While campaigns are an effective format to deliver VMMC for HIV prevention, they may add further stress to a delicate health care system. VMMC campaigns in other countries have emphasized the required human resource and logistics needs [18, 19, 28, 29], and having nurses staff a VMMC hotline would add to this burden. However, a telephone-based system may help reduce the number of clients visiting health facilities who do not otherwise need to see a clinic-based service provider for their post-operative questions or concerns. VMMC clients with suspected mild AEs can be given clinical instructions to manage their wounds. In many cases, this would eliminate the need for the client to return to the VMMC facility for additional follow-up care. In addition, the use of a simplified diagnostic tool, such as a clinical algorithm, could offer an opportunity to implement task-shifting. Relying on clinical algorithms to diagnose and refer the most severe complications may alleviate the burden on high-level health care workers, who are in short supply in the Eastern and Southern African countries where VMMC is being scaled up.

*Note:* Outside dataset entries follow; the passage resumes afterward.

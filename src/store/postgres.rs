// ABOUTME: PostgreSQL implementation of the relational store
// ABOUTME: tokio-postgres client with optional native TLS, ON CONFLICT upserts

use anyhow::{Context, Result};
use chrono::{DateTime, Utc};
use std::collections::BTreeMap;
use tokio_postgres::{Client, NoTls};

use super::{
    parse_store_datetime, Dialect, RelationalStore, TransactionDepth, ValueTuple,
    SYNC_HISTORY_TABLE,
};
use crate::config::StoreConfig;
use crate::error::ReplicationError;
use crate::schema::StorageColumn;
use crate::utils::validate_identifier;

const DEFAULT_PORT: u16 = 5432;

/// PostgreSQL replication target. Tables live in the connection's current schema.
pub struct PostgresStore {
    client: Client,
    tx: TransactionDepth,
}

impl PostgresStore {
    /// Connect using the store section of the configuration and make sure the
    /// sync history table exists.
    pub async fn connect(config: &StoreConfig) -> Result<Self> {
        let mut pg = tokio_postgres::Config::new();
        pg.host(&config.host)
            .port(config.port.unwrap_or(DEFAULT_PORT))
            .user(&config.user)
            .password(&config.pass)
            .dbname(&config.database);

        let client = if config.tls {
            let connector = native_tls::TlsConnector::builder()
                .build()
                .context("Failed to build TLS connector")?;
            let connector = postgres_native_tls::MakeTlsConnector::new(connector);
            let (client, connection) = pg.connect(connector).await.with_context(|| {
                format!(
                    "Failed to connect to PostgreSQL database '{}' on {}",
                    config.database, config.host
                )
            })?;
            tokio::spawn(async move {
                if let Err(e) = connection.await {
                    tracing::error!("PostgreSQL connection error: {}", e);
                }
            });
            client
        } else {
            let (client, connection) = pg.connect(NoTls).await.with_context(|| {
                format!(
                    "Failed to connect to PostgreSQL database '{}' on {}",
                    config.database, config.host
                )
            })?;
            tokio::spawn(async move {
                if let Err(e) = connection.await {
                    tracing::error!("PostgreSQL connection error: {}", e);
                }
            });
            client
        };

        Self::initialise(client).await
    }

    /// Connect with a `postgresql://` URL, without TLS.
    pub async fn connect_url(url: &str) -> Result<Self> {
        let (client, connection) = tokio_postgres::connect(url, NoTls)
            .await
            .context("Failed to connect to PostgreSQL database")?;
        tokio::spawn(async move {
            if let Err(e) = connection.await {
                tracing::error!("PostgreSQL connection error: {}", e);
            }
        });
        Self::initialise(client).await
    }

    async fn initialise(client: Client) -> Result<Self> {
        let store = Self {
            client,
            tx: TransactionDepth::new(),
        };
        store
            .client
            .batch_execute(&Dialect::Postgres.sync_history_table_sql())
            .await
            .context("Failed to create sync history table")?;
        Ok(store)
    }

    async fn execute(&self, sql: &str) -> Result<()> {
        tracing::debug!("postgres: {}", sql);
        self.client
            .batch_execute(sql)
            .await
            .with_context(|| format!("Failed to execute: {}", sql))
    }
}

/// Rebuild a full type string from information_schema parts.
fn column_type_string(data_type: &str, length: Option<i32>, precision: Option<i32>, scale: Option<i32>) -> String {
    match (data_type, length, precision) {
        (_, Some(len), _) => format!("{}({})", data_type, len),
        ("numeric", None, Some(p)) => format!("numeric({},{})", p, scale.unwrap_or(0)),
        _ => data_type.to_string(),
    }
}

impl RelationalStore for PostgresStore {
    fn dialect(&self) -> Dialect {
        Dialect::Postgres
    }

    async fn table_exists(&mut self, table: &str) -> Result<bool> {
        let row = self
            .client
            .query_one(
                "SELECT EXISTS (
                    SELECT 1 FROM information_schema.tables
                    WHERE table_schema = current_schema() AND table_name = $1
                 )",
                &[&table],
            )
            .await
            .with_context(|| format!("Failed to check whether table '{}' exists", table))?;
        Ok(row.get(0))
    }

    async fn get_columns(&mut self, table: &str) -> Result<BTreeMap<String, String>> {
        let rows = self
            .client
            .query(
                "SELECT column_name::text, data_type::text,
                        character_maximum_length::int4, numeric_precision::int4, numeric_scale::int4
                 FROM information_schema.columns
                 WHERE table_schema = current_schema() AND table_name = $1
                 ORDER BY ordinal_position",
                &[&table],
            )
            .await
            .with_context(|| format!("Failed to get columns for '{}'", table))?;

        Ok(rows
            .iter()
            .map(|row| {
                let name: String = row.get(0);
                let data_type: String = row.get(1);
                let column_type = column_type_string(&data_type, row.get(2), row.get(3), row.get(4));
                (name.to_lowercase(), column_type.to_lowercase())
            })
            .collect())
    }

    async fn create_table(&mut self, table: &str, columns: &[StorageColumn]) -> Result<()> {
        validate_identifier(table)?;
        for column in columns {
            validate_identifier(&column.name)?;
        }
        self.execute(&Dialect::Postgres.create_table_sql(table, columns))
            .await
    }

    async fn add_columns(&mut self, table: &str, columns: &[StorageColumn]) -> Result<()> {
        validate_identifier(table)?;
        for column in columns {
            validate_identifier(&column.name)?;
        }
        match Dialect::Postgres.add_columns_sql(table, columns) {
            Some(sql) => self.execute(&sql).await,
            None => Ok(()),
        }
    }

    async fn drop_columns(&mut self, table: &str, columns: &[String]) -> Result<()> {
        validate_identifier(table)?;
        for column in columns {
            validate_identifier(column)?;
        }
        match Dialect::Postgres.drop_columns_sql(table, columns) {
            Some(sql) => self.execute(&sql).await,
            None => Ok(()),
        }
    }

    async fn begin_transaction(&mut self, continue_existing: bool) -> Result<()> {
        if self.tx.begin(continue_existing)? {
            if let Err(e) = self.execute("BEGIN").await {
                self.tx.rollback();
                return Err(e);
            }
        }
        Ok(())
    }

    async fn commit(&mut self, final_commit: bool) -> Result<()> {
        if self.tx.commit(final_commit)? {
            if let Err(e) = self.execute("COMMIT").await {
                if let Err(rollback_err) = self.client.batch_execute("ROLLBACK").await {
                    tracing::error!("Rollback after failed commit also failed: {:?}", rollback_err);
                }
                return Err(e);
            }
        }
        Ok(())
    }

    async fn rollback(&mut self) -> Result<()> {
        if self.tx.rollback() {
            self.execute("ROLLBACK").await?;
        }
        Ok(())
    }

    async fn most_recent_sync(&mut self, object: &str) -> Result<Option<DateTime<Utc>>> {
        let row = self
            .client
            .query_one(
                &format!(
                    "SELECT to_char(MAX(sync_time), 'YYYY-MM-DD HH24:MI:SS') FROM {} \
                     WHERE object_name = $1",
                    SYNC_HISTORY_TABLE
                ),
                &[&object],
            )
            .await
            .with_context(|| format!("Failed to read most recent sync for '{}'", object))?;

        let latest: Option<String> = row.get(0);
        latest.map(|s| parse_store_datetime(&s)).transpose()
    }

    async fn record_sync(&mut self, object: &str, started_at: DateTime<Utc>) -> Result<()> {
        let sync_time = started_at.naive_utc();
        self.client
            .execute(
                &format!(
                    "INSERT INTO {} (object_name, sync_time) VALUES ($1, $2)",
                    SYNC_HISTORY_TABLE
                ),
                &[&object, &sync_time],
            )
            .await
            .with_context(|| format!("Failed to record sync history for '{}'", object))?;
        Ok(())
    }

    async fn upsert_batch(
        &mut self,
        table: &str,
        columns: &[String],
        rows: &[ValueTuple],
    ) -> Result<u64> {
        if rows.is_empty() {
            return Ok(0);
        }

        let sql = Dialect::Postgres.upsert_sql(table, columns, rows);
        if let Err(e) = self.client.batch_execute(&sql).await {
            tracing::debug!("Failed upsert statement for {}: {}", table, sql);
            return Err(ReplicationError::transaction(table, e.to_string(), &sql).into());
        }

        Ok(rows.len() as u64)
    }
}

There are several limitations in this analysis. Initial documentation was incomplete for clients’ subsequent outcomes after AE-related calls to the hotline. It is also possible that some clients might have accessed services in non-Soka Uncobe clinics, including hospitals not participating in the campaign or private clinics, so these clients were not tracked. While almost three-quarters of households in Swaziland have access to a telephone [30], it is possible that some people were unable to access the hotline. In addition, the periods of analysis for the VMMC hotline and VMMC service delivery sites varied, which may have resulted in underreporting of calls made to the hotline between March and April 2011.

Conclusion

The experience in Swaziland shows that the use of a telephone-based triage system may be an appropriate first step to identify life-threatening and urgent complications following VMMC surgery. This is especially essential since safety as well as community perception of safety in large-scale surgical services is a critical component of acceptability. While this review demonstrates the potential utility of this type of notification and management system, the costs of establishing the system have not yet been established. An important next step will be to determine the cost of the system in its initial and recurrent elements and thus its viability and sustainability in Swaziland and other countries where VMMC scale-up is part of the national HIV prevention strategy.

Ethical approval

A non-research determination status was obtained for all routinely collected VMMC data in Swaziland through the scientific unit of the Centers for Disease Control and Prevention (The NRD is attached as a separate file).